Artikel aus den Stuttgarter Nachrichten vom 30.10.2003
Das Geheimnis von Green Lake
Moderne Legende
Filmkritik der Stuttgarter Nachrichten
Weil Stanley Yelnats ein Paar Turnschuhe auf den Kopf gefallen ist, wird er als vermeintlicher Dieb zu 18 Monaten Haft in der Erziehungsanstalt Green Lake verdonnert, dem eine unsagbar böse, ihre Nägel mit Klapperschlangengift lackierende, Cowboystiefel tragende Domina (Sigourney Weaver) als Chefin vorsteht.

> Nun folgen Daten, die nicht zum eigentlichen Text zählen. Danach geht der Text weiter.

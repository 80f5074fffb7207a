//! Command line interface

pub mod args;
pub mod commands;

pub use args::{Cli, Commands, OutputFormat};

use crate::markup::ContainerInfo;
use args::ContainerArgs;

impl ContainerArgs {
    /// Container info for `class_name` with these options applied
    pub fn container(&self, class_name: &str, markup_type: &str) -> ContainerInfo {
        let mut container = ContainerInfo::new(class_name).with_markup_type(markup_type);
        if let Some(style) = &self.style {
            container = container.with_style(style);
        }
        if let Some(locale) = &self.locale {
            container = container.with_locale(locale);
        }
        if let Some(variation) = &self.variation {
            container = container.with_variation(variation);
        }
        container
    }
}
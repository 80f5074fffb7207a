//! Cache command - warm the markup cache and report on it

use crate::cache::{CacheStats, MarkupCache};
use crate::cli::args::{CacheAction, CacheArgs, ContainerArgs, OutputFormat};
use crate::config::Config;
use crate::error::TrellisResult;
use crate::ui::{self, UiContext, WarmProgress};
use console::style;
use serde::Serialize;
use tracing::warn;

/// Execute the cache command
pub async fn execute(args: CacheArgs, config: &Config) -> TrellisResult<()> {
    match args.action {
        CacheAction::Warm { container, format } => warm(config, &container, format),
        CacheAction::Stats { remove, format } => stats(config, remove, format),
    }
}

/// Outcome of loading every configured component
#[derive(Debug, Default, Serialize)]
struct WarmReport {
    loaded: Vec<String>,
    missing: Vec<String>,
    failed: Vec<(String, String)>,
}

fn warm_all(
    cache: &MarkupCache,
    config: &Config,
    container: &ContainerArgs,
    progress: Option<&WarmProgress>,
) -> WarmReport {
    let mut report = WarmReport::default();
    let classes: Vec<String> = cache
        .factory()
        .registry()
        .names()
        .into_iter()
        .map(str::to_string)
        .collect();

    for class in classes {
        let info = container.container(&class, &config.markup.extension);
        match cache.get_markup(&info, None, false) {
            Ok(Some(_)) => {
                if let Some(progress) = progress {
                    progress.loaded(&class);
                }
                report.loaded.push(class);
            }
            Ok(None) => {
                if let Some(progress) = progress {
                    progress.failed(&class, "no markup");
                }
                report.missing.push(class);
            }
            Err(e) => {
                warn!("Failed to load markup for {}: {}", class, e);
                if let Some(progress) = progress {
                    progress.failed(&class, &e.to_string());
                }
                report.failed.push((class, e.to_string()));
            }
        }
    }
    report
}

fn warm(config: &Config, container: &ContainerArgs, format: OutputFormat) -> TrellisResult<()> {
    let cache = MarkupCache::from_config(config)?;

    let report = match format {
        OutputFormat::Table => {
            let ctx = UiContext::detect();
            let progress = WarmProgress::new(&ctx, cache.factory().registry().len());
            let report = warm_all(&cache, config, container, Some(&progress));
            progress.finish();
            report
        }
        _ => warm_all(&cache, config, container, None),
    };
    let stats = cache.stats();

    match format {
        OutputFormat::Json => {
            #[derive(Serialize)]
            struct WarmJson<'a> {
                #[serde(flatten)]
                report: &'a WarmReport,
                stats: &'a CacheStats,
                keys: Vec<String>,
            }
            let json = WarmJson {
                report: &report,
                stats: &stats,
                keys: cache.cache_keys(),
            };
            println!("{}", serde_json::to_string_pretty(&json)?);
        }
        OutputFormat::Plain => {
            for key in cache.cache_keys() {
                println!("{}", key);
            }
        }
        OutputFormat::Table => {
            let ctx = UiContext::detect();
            ui::step_ok_detail(
                &ctx,
                &format!("Loaded {} component(s)", report.loaded.len()),
                &format!("{} missing, {} failed", report.missing.len(), report.failed.len()),
            );
            print_stats(&ctx, &stats);
        }
    }
    Ok(())
}

fn stats(config: &Config, remove: Option<String>, format: OutputFormat) -> TrellisResult<()> {
    let cache = MarkupCache::from_config(config)?;
    warm_all(&cache, config, &ContainerArgs::default(), None);

    let before = cache.cache_keys();
    let removed = remove.as_deref().map(|key| cache.remove_markup(key).is_some());
    let after = cache.cache_keys();
    let invalidated: Vec<&String> = before.iter().filter(|k| !after.contains(k)).collect();
    let stats = cache.stats();

    match format {
        OutputFormat::Json => {
            #[derive(Serialize)]
            struct StatsJson<'a> {
                #[serde(flatten)]
                stats: &'a CacheStats,
                keys: &'a [String],
                invalidated: &'a [&'a String],
            }
            let json = StatsJson {
                stats: &stats,
                keys: &after,
                invalidated: &invalidated,
            };
            println!("{}", serde_json::to_string_pretty(&json)?);
        }
        OutputFormat::Plain => {
            for key in &after {
                println!("{}", key);
            }
        }
        OutputFormat::Table => {
            let ctx = UiContext::detect();
            print_stats(&ctx, &stats);
            if let (Some(key), Some(found)) = (&remove, removed) {
                println!();
                if !found {
                    ui::step_warn_hint(
                        &ctx,
                        &format!("{} is not cached", key),
                        "Run: trellis cache warm --format plain",
                    );
                } else {
                    ui::section(&ctx, &format!("Removed {}", key));
                    for key in &invalidated {
                        println!("  {} {}", style("-").red(), key);
                    }
                }
            }
        }
    }
    Ok(())
}

fn print_stats(ctx: &UiContext, stats: &CacheStats) {
    ui::section(ctx, "Markup cache");
    ui::key_value(ctx, "markups", &stats.markups.to_string());
    ui::key_value(ctx, "not found", &stats.no_markup.to_string());
    ui::key_value(ctx, "keys", &stats.keys.to_string());
    ui::key_value(ctx, "watched files", &stats.watched.to_string());
}
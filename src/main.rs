//! Trellis - component markup loading, parsing and caching
//!
//! CLI entry point that dispatches to subcommands.

use clap::Parser;
use console::style;
use std::process::ExitCode;
use tracing::debug;
use tracing_subscriber::EnvFilter;
use trellis::cli::{Cli, Commands};
use trellis::config::{Config, ConfigManager};
use trellis::error::{TrellisError, TrellisResult};

#[tokio::main]
async fn main() -> ExitCode {
    match run().await {
        Ok(()) => ExitCode::SUCCESS,
        Err(e) => {
            eprintln!("{} {}", style("Error:").red().bold(), e);
            if let Some(hint) = e.hint() {
                eprintln!("{} {}", style("Hint:").yellow(), hint);
            }
            ExitCode::FAILURE
        }
    }
}

async fn run() -> TrellisResult<()> {
    let cli = Cli::parse();

    // Completions need neither config nor logging
    if let Commands::Completions(args) = cli.command {
        return trellis::cli::commands::completions(args);
    }

    let config_manager = match cli.config {
        Some(ref path) => ConfigManager::with_path(path.clone()),
        None => ConfigManager::new(),
    };

    let local_config_path = if cli.no_local {
        None
    } else {
        let cwd = std::env::current_dir()
            .map_err(|e| TrellisError::io("getting current directory", e))?;
        ConfigManager::find_local_config(&cwd)
    };

    let config = config_manager
        .load_merged(local_config_path.as_deref())
        .await?;

    init_logging(cli.verbose, &config);
    if cli.no_local {
        debug!("Local config discovery disabled (--no-local)");
    } else if let Some(ref path) = local_config_path {
        debug!("Found local config: {}", path.display());
    }

    match cli.command {
        Commands::Completions(_) => unreachable!("Completions handled above"),
        Commands::Parse(args) => trellis::cli::commands::parse(args, &config).await,
        Commands::Inspect(args) => trellis::cli::commands::inspect(args, &config).await,
        Commands::Cache(args) => trellis::cli::commands::cache(args, &config).await,
        Commands::Watch(args) => trellis::cli::commands::watch(args, &config).await,
        Commands::Config(args) => {
            trellis::cli::commands::config(args, &config, &config_manager).await
        }
    }
}

/// 0 = warn, 1 = info, 2+ = debug; `general.verbose` counts as one `-v`
fn init_logging(verbose: u8, config: &Config) {
    let level = verbose.max(u8::from(config.general.verbose));
    let filter = match level {
        0 => EnvFilter::new("trellis=warn"),
        1 => EnvFilter::new("trellis=info"),
        _ => EnvFilter::new("trellis=debug"),
    };

    let builder = tracing_subscriber::fmt()
        .with_env_filter(filter)
        .with_target(false)
        .with_writer(std::io::stderr);

    if config.general.log_format == "json" {
        builder.json().init();
    } else {
        builder.without_time().init();
    }
}
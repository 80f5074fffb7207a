//! Turns `<body>` into a component so containers can contribute `onload`

use super::{FilterContext, FilterResult, MarkupFilter};
use crate::error::TrellisResult;
use crate::markup::ComponentTag;

pub const BODY_ID: &str = "_body";

#[derive(Debug, Default)]
pub struct BodyOnLoadHandler;

impl BodyOnLoadHandler {
    pub fn new() -> Self {
        Self
    }
}

impl MarkupFilter for BodyOnLoadHandler {
    fn name(&self) -> &'static str {
        "body-onload-handler"
    }

    fn process(
        &mut self,
        mut tag: ComponentTag,
        _ctx: &mut FilterContext,
    ) -> TrellisResult<FilterResult> {
        if tag.is_html("body") && !tag.is_close() && tag.id.is_none() {
            tag.id = Some(BODY_ID.to_string());
        }
        Ok(FilterResult::Keep(tag))
    }
}

#[cfg(test)]
mod tests {
    use super::super::testing::run;
    use super::super::FilterChain;
    use super::*;

    #[test]
    fn body_becomes_component() {
        let mut chain = FilterChain::new();
        chain.push(Box::new(BodyOnLoadHandler::new()));
        let tags = run(&mut chain, "<body onload=\"init()\"></body>").unwrap();
        assert_eq!(tags[0].id.as_deref(), Some(BODY_ID));
        assert_eq!(tags[1].id, None);
    }
}
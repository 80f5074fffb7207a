//! Resolution of automatic links
//!
//! Tags marked `_autolink_` by the link filter carry a relative `href` (or
//! `src`) written for previewing the template in a browser. At render time
//! the link is resolved against the component that owns the markup:
//!
//! - `Other.html?id=3` becomes a bookmarkable link to the page class
//!   `<package>.Other` with page parameters `id=3`;
//! - `.shop.Cart.html` names the page class absolutely, and is only turned
//!   into a page link if that class is registered;
//! - `css/site.css` becomes `<package path>/css/site.css`;
//! - `/static/site.css` and everything not relative is left alone.

use crate::factory::ComponentRegistry;
use crate::markup::{ComponentTag, Markup};
use serde::Serialize;
use std::collections::BTreeMap;

/// Extension that marks a link to a page template
const PAGE_EXTENSION: &str = "html";

/// A resolved automatic link
#[derive(Debug, Clone, PartialEq, Eq, Serialize)]
#[serde(tag = "kind", rename_all = "snake_case")]
pub enum AutoLink {
    /// Bookmarkable link to a page class
    Page {
        id: String,
        class_name: String,
        parameters: BTreeMap<String, String>,
    },
    /// Plain link with a rewritten (or unchanged) href
    External { id: String, href: String },
}

impl AutoLink {
    pub fn id(&self) -> &str {
        match self {
            Self::Page { id, .. } | Self::External { id, .. } => id,
        }
    }
}

/// Parse `a=1&b=2` into page parameters. Later duplicates win.
pub fn parse_query(query: &str) -> BTreeMap<String, String> {
    query
        .split('&')
        .filter(|pair| !pair.is_empty())
        .map(|pair| match pair.split_once('=') {
            Some((key, value)) => (key.to_string(), value.to_string()),
            None => (pair.to_string(), String::new()),
        })
        .collect()
}

/// Resolves autolinks for one page render. Auto ids are made unique by a
/// running index, as several links in a page share the same tag id.
#[derive(Debug)]
pub struct AutoLinkResolver<'a> {
    registry: &'a ComponentRegistry,
    auto_index: usize,
}

impl<'a> AutoLinkResolver<'a> {
    pub fn new(registry: &'a ComponentRegistry) -> Self {
        Self {
            registry,
            auto_index: 0,
        }
    }

    fn next_id(&mut self, id: &str) -> String {
        let auto_id = format!("{}{}", id, self.auto_index);
        self.auto_index += 1;
        auto_id
    }

    /// Resolve `href` found on a tag with component id `id` in markup owned
    /// by a component in `package`
    pub fn resolve(&mut self, id: &str, href: &str, package: &str) -> AutoLink {
        let auto_id = self.next_id(id);

        let (class_path, parameters) = match href.split_once('?') {
            Some((path, query)) => (path, parse_query(query)),
            None => (href, BTreeMap::new()),
        };

        let (stem, extension) = match class_path.rsplit_once('.') {
            Some((stem, extension)) => (stem, Some(extension)),
            None => (class_path, None),
        };

        if extension.is_some_and(|e| e.eq_ignore_ascii_case(PAGE_EXTENSION)) {
            let class_path = stem.replace('/', ".");
            match class_path.strip_prefix('.') {
                None => {
                    let class_name = if package.is_empty() {
                        class_path
                    } else {
                        format!("{}.{}", package, class_path)
                    };
                    return AutoLink::Page {
                        id: auto_id,
                        class_name,
                        parameters,
                    };
                }
                Some(absolute) if self.registry.contains(absolute) => {
                    return AutoLink::Page {
                        id: auto_id,
                        class_name: absolute.to_string(),
                        parameters,
                    };
                }
                // Unknown absolute class: keep the href as written
                Some(_) => {}
            }
        } else if !class_path.starts_with('/') && !class_path.starts_with('\\') {
            let href = if package.is_empty() {
                href.to_string()
            } else {
                format!("{}/{}", package.replace('.', "/"), href)
            };
            return AutoLink::External { id: auto_id, href };
        }

        AutoLink::External {
            id: auto_id,
            href: href.to_string(),
        }
    }

    /// Resolve the link attribute of an autolinked tag
    pub fn resolve_tag(&mut self, tag: &ComponentTag, package: &str) -> Option<AutoLink> {
        if !tag.autolink || tag.is_close() {
            return None;
        }
        let id = tag.id.as_deref()?;
        let href = tag
            .attributes()
            .get("href")
            .or_else(|| tag.attributes().get("src"))?;
        Some(self.resolve(id, href, package))
    }

    /// Resolve every autolink in `markup`
    pub fn resolve_markup(&mut self, markup: &Markup, package: &str) -> Vec<AutoLink> {
        markup
            .tags()
            .filter_map(|tag| self.resolve_tag(tag, package))
            .collect()
    }
}

#[cfg(test)]
mod tests {
    use super::*;
    use crate::markup::{ComponentClass, ComponentKind};
    use crate::parser::{MarkupParser, ParserSettings};

    fn registry() -> ComponentRegistry {
        let mut registry = ComponentRegistry::new();
        registry.register(ComponentClass::new("shop.Cart", ComponentKind::Page));
        registry
    }

    #[test]
    fn relative_page_link() {
        let registry = registry();
        let mut resolver = AutoLinkResolver::new(&registry);
        let link = resolver.resolve("_autolink_", "Other.html?id=3&sort", "app.pages");
        assert_eq!(
            link,
            AutoLink::Page {
                id: "_autolink_0".to_string(),
                class_name: "app.pages.Other".to_string(),
                parameters: BTreeMap::from([
                    ("id".to_string(), "3".to_string()),
                    ("sort".to_string(), String::new()),
                ]),
            }
        );
    }

    #[test]
    fn nested_relative_page_link() {
        let registry = registry();
        let mut resolver = AutoLinkResolver::new(&registry);
        match resolver.resolve("_autolink_", "admin/Users.html", "app") {
            AutoLink::Page { class_name, .. } => assert_eq!(class_name, "app.admin.Users"),
            other => panic!("expected page link, got {:?}", other),
        }
    }

    #[test]
    fn absolute_page_link_needs_known_class() {
        let registry = registry();
        let mut resolver = AutoLinkResolver::new(&registry);

        match resolver.resolve("_autolink_", ".shop.Cart.html", "app") {
            AutoLink::Page { class_name, .. } => assert_eq!(class_name, "shop.Cart"),
            other => panic!("expected page link, got {:?}", other),
        }

        let link = resolver.resolve("_autolink_", ".shop.Unknown.html", "app");
        assert_eq!(
            link,
            AutoLink::External {
                id: "_autolink_1".to_string(),
                href: ".shop.Unknown.html".to_string(),
            }
        );
    }

    #[test]
    fn relative_resource_gets_package_path() {
        let registry = registry();
        let mut resolver = AutoLinkResolver::new(&registry);
        let link = resolver.resolve("_autolink_", "css/site.css", "app.pages");
        assert_eq!(
            link,
            AutoLink::External {
                id: "_autolink_0".to_string(),
                href: "app/pages/css/site.css".to_string(),
            }
        );
    }

    #[test]
    fn absolute_resource_is_unchanged() {
        let registry = registry();
        let mut resolver = AutoLinkResolver::new(&registry);
        for href in ["/static/site.css", "\\static\\site.css"] {
            match resolver.resolve("_autolink_", href, "app") {
                AutoLink::External { href: resolved, .. } => assert_eq!(resolved, href),
                other => panic!("expected external link, got {:?}", other),
            }
        }
    }

    #[test]
    fn resolves_autolinks_in_markup() {
        let markup = MarkupParser::new(ParserSettings::default())
            .parse("<wicket:link><a href=\"Next.html\">n</a><img src=\"logo.png\"/></wicket:link><a href=\"Skip.html\">s</a>")
            .unwrap();

        let registry = registry();
        let mut resolver = AutoLinkResolver::new(&registry);
        let links = resolver.resolve_markup(&markup, "app");

        let ids: Vec<&str> = links.iter().map(AutoLink::id).collect();
        assert_eq!(ids, vec!["_autolink_0", "_autolink_1"]);
        assert!(matches!(&links[1], AutoLink::External { href, .. } if href == "app/logo.png"));
    }

    #[test]
    fn parses_query_strings() {
        let params = parse_query("a=1&&b=2&a=3");
        assert_eq!(params.get("a").map(String::as_str), Some("3"));
        assert_eq!(params.get("b").map(String::as_str), Some("2"));
    }
}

Der Unglücksrabe akzeptiert die kafkaeske Ungerechtigkeit mit fatalistischem Gleichmut, denn er hat längst verinnerlicht, dass seine Familie vom Pech verfolgt ist. Und das stimmt: Zufälle gibt es nicht in dem exzentrischen Kindermärchen "Das Geheimnis von Green Lake", dessen magisches Weltbild von raffinierten Querverbindungen zwischen Vergangenheit und Gegenwart durchwoben ist. Andrew Davis gelingt die Balance zwischen surrealem Eskapismus und glaubhaftem Realismus, zwischen alten und modernen Legenden, wenngleich fast zu viele Geschichten ihre Kreise in der Verfilmung des Jugendbuchbestsellers "Holes" ziehen, der unter dem Titel "Löcher" auch hier viele Fans hat.